Every method which constitutes genocide as outlined in the Convention is being utilized by the regime to destroy its indigenous religious population through the widespread practice of public executions, systematic use of torture, deliberate deprivation of food and medicine in concentration camps, persecution of the children of religious believers, and the forcible transfer and imprisonment of children.

Inhumanity which has no precedent

In May of this year, Amnesty International released a report and satellite images which indicate that the "mass political prison camps" in North Korea have grown dramatically over the last ten years. Most of the prisoners are held in areas known as "Total Control Zones" from which they will never be permitted to come out. 100% of the prisoners in these areas are being exterminated for perceived political offenses; in other words they have committed no crime whatsoever.

Ahn Myong Chol is a former guard and one of the first witnesses to focus international attention on the mass atrocities taking place in the camps. He told MSNBC in 2003, "They trained me not to treat the prisoners as human beings.

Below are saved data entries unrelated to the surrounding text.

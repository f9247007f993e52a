//! In-memory adapters and wiring helpers for tests.
//!
//! `InMemoryStore` implements every driven repository port behind one mutex,
//! reproducing the store-level guarantees the Diesel adapters get from
//! transactions: the conditional registration insert and the review upsert
//! are each evaluated under a single lock acquisition. Integration tests
//! drive the real services and HTTP handlers against it without PostgreSQL.

use std::collections::HashSet;
use std::sync::{Arc, Mutex};

use async_trait::async_trait;
use chrono::{DateTime, Local, Utc};
use mockable::Clock;
use uuid::Uuid;

use crate::domain::ports::{
    AttendanceWindow, IdentityProvider, MeetupFilter, MeetupRecord, MeetupRepository,
    MeetupRepositoryError, NewRegistration, NewUserRecord, RegisterOutcome,
    RegisteredMeetupRecord, RegistrationRepository, RegistrationRepositoryError, ReviewRepository,
    ReviewRepositoryError, ReviewWithAuthor, StoredAccount, UserRepository, UserRepositoryError,
};
use crate::domain::{
    AccountServiceImpl, AttendanceService, EmailAddress, Meetup, MeetupCommandService,
    MeetupQueryService, Registration, Review, ReviewService, User, UserId, Username,
};
use crate::inbound::http::state::HttpState;
use crate::outbound::identity::JwtIdentityProvider;

/// Clock pinned to a fixed instant for deterministic domain tests.
#[derive(Debug, Clone, Copy)]
pub struct FrozenClock {
    now: DateTime<Utc>,
}

impl FrozenClock {
    /// Pin the clock to the given instant.
    pub const fn at(now: DateTime<Utc>) -> Self {
        Self { now }
    }
}

impl Clock for FrozenClock {
    fn local(&self) -> DateTime<Local> {
        self.now.with_timezone(&Local)
    }

    fn utc(&self) -> DateTime<Utc> {
        self.now
    }
}

#[derive(Debug, Clone)]
struct StoredUser {
    user: User,
    password_hash: String,
}

#[derive(Debug, Default)]
struct StoreState {
    users: Vec<StoredUser>,
    meetups: Vec<Meetup>,
    registrations: Vec<Registration>,
    reviews: Vec<Review>,
}

/// Mutex-guarded in-memory implementation of all driven repository ports.
#[derive(Debug, Default)]
pub struct InMemoryStore {
    state: Mutex<StoreState>,
}

impl InMemoryStore {
    /// Create an empty store.
    pub fn new() -> Self {
        Self::default()
    }

    fn lock(&self) -> std::sync::MutexGuard<'_, StoreState> {
        self.state.lock().expect("store lock poisoned")
    }

    /// Number of registration rows for a meetup.
    pub fn registration_count(&self, meetup_id: Uuid) -> usize {
        self.lock()
            .registrations
            .iter()
            .filter(|reg| reg.meetup_id() == meetup_id)
            .count()
    }

    /// Number of review rows for a meetup.
    pub fn review_count(&self, meetup_id: Uuid) -> usize {
        self.lock()
            .reviews
            .iter()
            .filter(|review| review.meetup_id() == meetup_id)
            .count()
    }
}

fn username_of(state: &StoreState, user_id: &UserId) -> Option<Username> {
    state
        .users
        .iter()
        .find(|stored| stored.user.id() == user_id)
        .map(|stored| stored.user.username().clone())
}

fn record_for(state: &StoreState, meetup: &Meetup) -> Result<MeetupRecord, MeetupRepositoryError> {
    let host_name = username_of(state, meetup.host_id())
        .ok_or_else(|| MeetupRepositoryError::query("host user missing"))?;
    let registered_count = state
        .registrations
        .iter()
        .filter(|reg| reg.meetup_id() == meetup.id())
        .count() as i64;

    Ok(MeetupRecord {
        meetup: meetup.clone(),
        host_name,
        registered_count,
    })
}

fn contains_ci(haystack: &str, needle: &str) -> bool {
    haystack.to_lowercase().contains(&needle.to_lowercase())
}

#[async_trait]
impl UserRepository for InMemoryStore {
    async fn insert(&self, record: &NewUserRecord) -> Result<(), UserRepositoryError> {
        let mut state = self.lock();

        if state
            .users
            .iter()
            .any(|stored| stored.user.username() == &record.username)
        {
            return Err(UserRepositoryError::DuplicateUsername);
        }
        if state
            .users
            .iter()
            .any(|stored| stored.user.email() == &record.email)
        {
            return Err(UserRepositoryError::DuplicateEmail);
        }

        state.users.push(StoredUser {
            user: User::new(
                record.id,
                record.username.clone(),
                record.email.clone(),
                record.created_at,
            ),
            password_hash: record.password_hash.clone(),
        });
        Ok(())
    }

    async fn find_by_email(
        &self,
        email: &EmailAddress,
    ) -> Result<Option<StoredAccount>, UserRepositoryError> {
        Ok(self
            .lock()
            .users
            .iter()
            .find(|stored| stored.user.email() == email)
            .map(|stored| StoredAccount {
                user: stored.user.clone(),
                password_hash: stored.password_hash.clone(),
            }))
    }

    async fn find_by_id(&self, id: &UserId) -> Result<Option<User>, UserRepositoryError> {
        Ok(self
            .lock()
            .users
            .iter()
            .find(|stored| stored.user.id() == id)
            .map(|stored| stored.user.clone()))
    }
}

#[async_trait]
impl MeetupRepository for InMemoryStore {
    async fn insert(&self, meetup: &Meetup) -> Result<(), MeetupRepositoryError> {
        self.lock().meetups.push(meetup.clone());
        Ok(())
    }

    async fn find_by_id(&self, id: Uuid) -> Result<Option<MeetupRecord>, MeetupRepositoryError> {
        let state = self.lock();
        state
            .meetups
            .iter()
            .find(|meetup| meetup.id() == id)
            .map(|meetup| record_for(&state, meetup))
            .transpose()
    }

    async fn list_upcoming(
        &self,
        filter: &MeetupFilter,
        now: DateTime<Utc>,
    ) -> Result<Vec<MeetupRecord>, MeetupRepositoryError> {
        let state = self.lock();

        let mut matching: Vec<&Meetup> = state
            .meetups
            .iter()
            .filter(|meetup| meetup.date() >= now)
            .filter(|meetup| {
                filter.search.as_deref().is_none_or(|term| {
                    contains_ci(meetup.title(), term) || contains_ci(meetup.description(), term)
                })
            })
            .filter(|meetup| {
                filter
                    .category
                    .as_deref()
                    .is_none_or(|category| meetup.category().eq_ignore_ascii_case(category))
            })
            .filter(|meetup| {
                filter
                    .location
                    .as_deref()
                    .is_none_or(|location| contains_ci(meetup.location(), location))
            })
            .filter(|meetup| {
                filter
                    .date
                    .is_none_or(|day| meetup.date().date_naive() == day)
            })
            .collect();
        matching.sort_by_key(|meetup| meetup.date());

        matching
            .into_iter()
            .map(|meetup| record_for(&state, meetup))
            .collect()
    }

    async fn list_registered_for_user(
        &self,
        user_id: &UserId,
        window: AttendanceWindow,
        now: DateTime<Utc>,
    ) -> Result<Vec<RegisteredMeetupRecord>, MeetupRepositoryError> {
        let state = self.lock();

        let mut rows: Vec<(&Meetup, DateTime<Utc>)> = state
            .registrations
            .iter()
            .filter(|reg| reg.user_id() == user_id)
            .filter_map(|reg| {
                state
                    .meetups
                    .iter()
                    .find(|meetup| meetup.id() == reg.meetup_id())
                    .map(|meetup| (meetup, reg.registered_at()))
            })
            .filter(|(meetup, _)| match window {
                AttendanceWindow::Upcoming => meetup.date() >= now,
                AttendanceWindow::Past => meetup.date() < now,
            })
            .collect();
        match window {
            AttendanceWindow::Upcoming => rows.sort_by_key(|(meetup, _)| meetup.date()),
            AttendanceWindow::Past => {
                rows.sort_by_key(|(meetup, _)| std::cmp::Reverse(meetup.date()));
            }
        }

        rows.into_iter()
            .map(|(meetup, registered_at)| {
                Ok(RegisteredMeetupRecord {
                    record: record_for(&state, meetup)?,
                    registered_at,
                })
            })
            .collect()
    }
}

#[async_trait]
impl RegistrationRepository for InMemoryStore {
    async fn register(
        &self,
        registration: NewRegistration,
    ) -> Result<RegisterOutcome, RegistrationRepositoryError> {
        // One lock acquisition covers the existence, capacity, and duplicate
        // checks plus the insert, mirroring the SQL transaction.
        let mut state = self.lock();

        let Some(capacity) = state
            .meetups
            .iter()
            .find(|meetup| meetup.id() == registration.meetup_id)
            .map(|meetup| meetup.capacity().get())
        else {
            return Ok(RegisterOutcome::MeetupMissing);
        };

        let registered_count = state
            .registrations
            .iter()
            .filter(|reg| reg.meetup_id() == registration.meetup_id)
            .count() as i64;
        if registered_count >= i64::from(capacity) {
            return Ok(RegisterOutcome::CapacityExhausted);
        }

        if state.registrations.iter().any(|reg| {
            reg.user_id() == &registration.user_id && reg.meetup_id() == registration.meetup_id
        }) {
            return Ok(RegisterOutcome::AlreadyRegistered);
        }

        let stored = Registration::new(
            registration.id,
            registration.user_id,
            registration.meetup_id,
            registration.registered_at,
        );
        state.registrations.push(stored.clone());

        Ok(RegisterOutcome::Registered {
            registration: stored,
            registered_count: registered_count + 1,
        })
    }

    async fn unregister(
        &self,
        user_id: &UserId,
        meetup_id: Uuid,
    ) -> Result<bool, RegistrationRepositoryError> {
        let mut state = self.lock();
        let before = state.registrations.len();
        state
            .registrations
            .retain(|reg| !(reg.user_id() == user_id && reg.meetup_id() == meetup_id));
        Ok(state.registrations.len() < before)
    }

    async fn exists(
        &self,
        user_id: &UserId,
        meetup_id: Uuid,
    ) -> Result<bool, RegistrationRepositoryError> {
        Ok(self
            .lock()
            .registrations
            .iter()
            .any(|reg| reg.user_id() == user_id && reg.meetup_id() == meetup_id))
    }

    async fn count_for_meetup(
        &self,
        meetup_id: Uuid,
    ) -> Result<i64, RegistrationRepositoryError> {
        Ok(self
            .lock()
            .registrations
            .iter()
            .filter(|reg| reg.meetup_id() == meetup_id)
            .count() as i64)
    }

    async fn meetup_ids_for_user(
        &self,
        user_id: &UserId,
    ) -> Result<HashSet<Uuid>, RegistrationRepositoryError> {
        Ok(self
            .lock()
            .registrations
            .iter()
            .filter(|reg| reg.user_id() == user_id)
            .map(Registration::meetup_id)
            .collect())
    }
}

#[async_trait]
impl ReviewRepository for InMemoryStore {
    async fn upsert(&self, review: &Review) -> Result<Review, ReviewRepositoryError> {
        let mut state = self.lock();

        if let Some(existing) = state.reviews.iter_mut().find(|stored| {
            stored.user_id() == review.user_id() && stored.meetup_id() == review.meetup_id()
        }) {
            // Keep the original row id; overwrite the rest.
            *existing = Review::new(
                existing.id(),
                *review.user_id(),
                review.meetup_id(),
                review.rating(),
                review.comment().clone(),
                review.created_at(),
            );
            return Ok(existing.clone());
        }

        state.reviews.push(review.clone());
        Ok(review.clone())
    }

    async fn list_for_meetup(
        &self,
        meetup_id: Uuid,
    ) -> Result<Vec<ReviewWithAuthor>, ReviewRepositoryError> {
        let state = self.lock();

        let mut rows: Vec<&Review> = state
            .reviews
            .iter()
            .filter(|review| review.meetup_id() == meetup_id)
            .collect();
        rows.sort_by_key(|review| std::cmp::Reverse(review.created_at()));

        rows.into_iter()
            .map(|review| {
                let author = username_of(&state, review.user_id())
                    .ok_or_else(|| ReviewRepositoryError::query("review author missing"))?;
                Ok(ReviewWithAuthor {
                    review: review.clone(),
                    author,
                })
            })
            .collect()
    }
}

/// Signing secret used by test wiring.
pub const TEST_TOKEN_SECRET: &[u8] = b"test-support-signing-secret";

/// Wire real domain services over an in-memory store and a JWT identity
/// provider, producing the same state shape the server builds in
/// production.
pub fn http_state(store: Arc<InMemoryStore>, clock: Arc<dyn Clock>) -> HttpState {
    use crate::domain::ports::FixturePasswordHasher;

    let identity: Arc<dyn IdentityProvider> =
        Arc::new(JwtIdentityProvider::new(TEST_TOKEN_SECRET, clock.clone()));
    let reviews = Arc::new(ReviewService::new(
        store.clone(),
        store.clone(),
        store.clone(),
        clock.clone(),
    ));

    HttpState {
        accounts: Arc::new(AccountServiceImpl::new(
            store.clone(),
            Arc::new(FixturePasswordHasher),
            identity.clone(),
            clock.clone(),
        )),
        meetups: Arc::new(MeetupCommandService::new(store.clone(), clock.clone())),
        meetup_query: Arc::new(MeetupQueryService::new(
            store.clone(),
            store.clone(),
            clock.clone(),
        )),
        attendance: Arc::new(AttendanceService::new(store, clock)),
        reviews: reviews.clone(),
        review_query: reviews,
        identity,
    }
}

If someone is against socialism, if someone tries to escape from prison, then kill him. If there's a record of killing any escapee, then the guard will be entitled to study in the college... Beating and killing is an everyday affair."

Kwon Hyok is the former head of security at North Korea's Prison Camp 22. He was the first to disclose to the world about the extensive use of gas chambers and the conducting of medical experiments on prisoners, including children in the "Total Control Zone". Hyok told BBC in 2004, "It would be a total lie to say I felt sympathy for the children dying such a painful death... In the society and the regime I was under, I just felt they were enemies; so I felt no sympathy or pity for them at all."

About one-third of the over 200,000 innocent human beings in North Korea's camps today are children condemned as guilty-by-association according to Kim Il-sung's 1972 proclamation.

In reference to the atrocities being committed against North Korean children, N.C. Heiken, director of the film "Kimjongilia", who is of Jewish background, said to the Daily NK in June, "The most shocking thing is that there is such a thing as a totally closed prison camp, and that a child could be born in this camp with no hope to ever leave it. Essentially, that child is being raised as a slave or an animal, and I think that is the most debased thing I have ever heard of in the history of humanity."

The international response

During talks in July between the U.S. and the DPRK as expected, there was no allusion to the "issue" of arbitrary killings, mass starvation, the enslavement of children, or heinous and systematic torture taking place every day in North Korea's prison camps. Likewise the six-party talks since its inception in 2003 has not included even the mere mention of the term "human rights" in any one of its sporadic meetings, while innumerable North Koreans have been exterminated in absolute silence.

Yet this is much more than a human rights issue. This is genocide.